Previous studies examining the role of caveolin 1 in the regulation of eNOS activity have centered on caveolin 1 interacting with eNOS and inhibiting calcium-calmodulin binding (18). However, our data demonstrate, for the first time, a positive role for caveolin 1 in 17β-estradiol-induced NO signaling in EC, and suggest that the role of caveolin 1 in NO signaling is more complex than previously appreciated. Down-regulating caveolin 1 protein levels in PAEC using siRNA reduced the ability of 17β-estradiol to induce eNOS activation whereas 17β-estradiol stimulated the phosphorylation of caveolin 1 at tyrosine 14 in a pp60Src -dependent manner, consistent with previous studies (19). Furthermore, we found that the overexpression of wild-type caveolin 1 resulted in higher eNOS phosphorylation at serine1177 and NO production after 17β-estradiol stimulation. Conversely, overexpression of a phosphorylation-deficient mutant of caveolin 1, in which tyrosine 14 was replaced with phenylalanine, blocked the estrogen-induced increase in eNOS serine1177 phosphorylation as well as NO production. These results emphasize the key role played by caveolin 1 in promoting eNOS activation in response to 17β-estradiol and identify caveolin 1 phosphorylation as a critical step in this process.

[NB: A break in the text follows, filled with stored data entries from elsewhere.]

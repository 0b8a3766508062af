//! pyglue model and emission core.
//!
//! This crate holds everything between the directive scanner and the output
//! stream: the marshaler registry that binds native type spellings to
//! host-boundary conversion strategies, the class/method/constant entries
//! built up during parsing, and the module model that freezes the finished
//! graph and emits the generated extension source.
//!
//! The lifecycle is strictly two-phase: a [`ModuleBuilder`] is mutated while
//! input streams in, then frozen into a [`Module`] which alone can emit.

mod entries;
mod error;
mod escape;
mod marshal;
mod module;

pub use entries::{
    ClassEntry, ClassKind, ConstantEntry, ConstantKind, GetattrEntry, MethodEntry, MethodKind,
    RaiseRule,
};
pub use error::{DispatchError, EmitError, PyglueError};
pub use escape::escape_for_string;
pub use marshal::{Direction, Interface, MarshalKind, Marshaler, Ownership, TypeRegistry};
pub use module::{Module, ModuleBuilder};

This study also reveals, for the first time, that caveolin 1 potentiates ERα localization to the plasma membrane in EC, as illustrated by our data showing that modulating caveolin 1 protein levels results in altered levels of plasma membrane-localized ERα. Further our data confirm previous studies in MCF7 cells that caveolin 1 regulates ER plasma membrane localization (20). Interestingly, overexpression of the Y14F mutant of caveolin 1 also augmented ERα localization to the plasma membrane, suggesting that caveolin 1 Y14 phosphorylation is not required for ERα plasma membrane localization. In addition, we observed that basally, caveolin 1 complexes with ERα on the plasma membrane, and 17β-estradiol stimulation disrupts this interaction. Although it has been previously demonstrated that caveolin 1 expression facilitates ERα translocation to the plasma membrane in MCF7 breast cancer cells (13), this is the first study demonstrating that a similar event occurs in EC. Our data are also consistent with the MCF7 study in the observation that there is a strong association of ERα with caveolin 1, and 17β-estradiol signaling reduces this interaction (13). However, in vascular smooth muscle cells, it has been shown that there is little association of ER and caveolin 1 in the basal state but in response to 17β-estradiol, the association increased (13). This suggests that the ER-caveolin 1 interaction may be regulated in a cell type-specific manner. Another important finding of our study is that although caveolin 1 phosphorylation is not involved in targeting ERα to the plasma membrane, it is required to induce the dissociation of caveolin 1 from ERα in response to 17β-estradiol. This is supported by our data showing that in cells overexpressing the Y14F caveolin 1 mutant, 17β-estradiol fails to promote dissociation of ERα from caveolin 1, and this is accompanied by attenuated Akt activation, reduced serine 1177 eNOS phosphorylation, and reduced NO generation. It is also worth pointing out that our studies on caveolin 1 phosphorylation have focused on its effect on its interaction with ERα. However, because caveolin 1 can also inhibit eNOS activity, it is possible that, in addition to the effects we have observed of phosphorylation on ERα-caveolin 1 interactions, that phosphorylation of caveolin 1 could result in its release from eNOS, which could also lead to increased NO signaling. However, further studies will be required to test this hypothesis.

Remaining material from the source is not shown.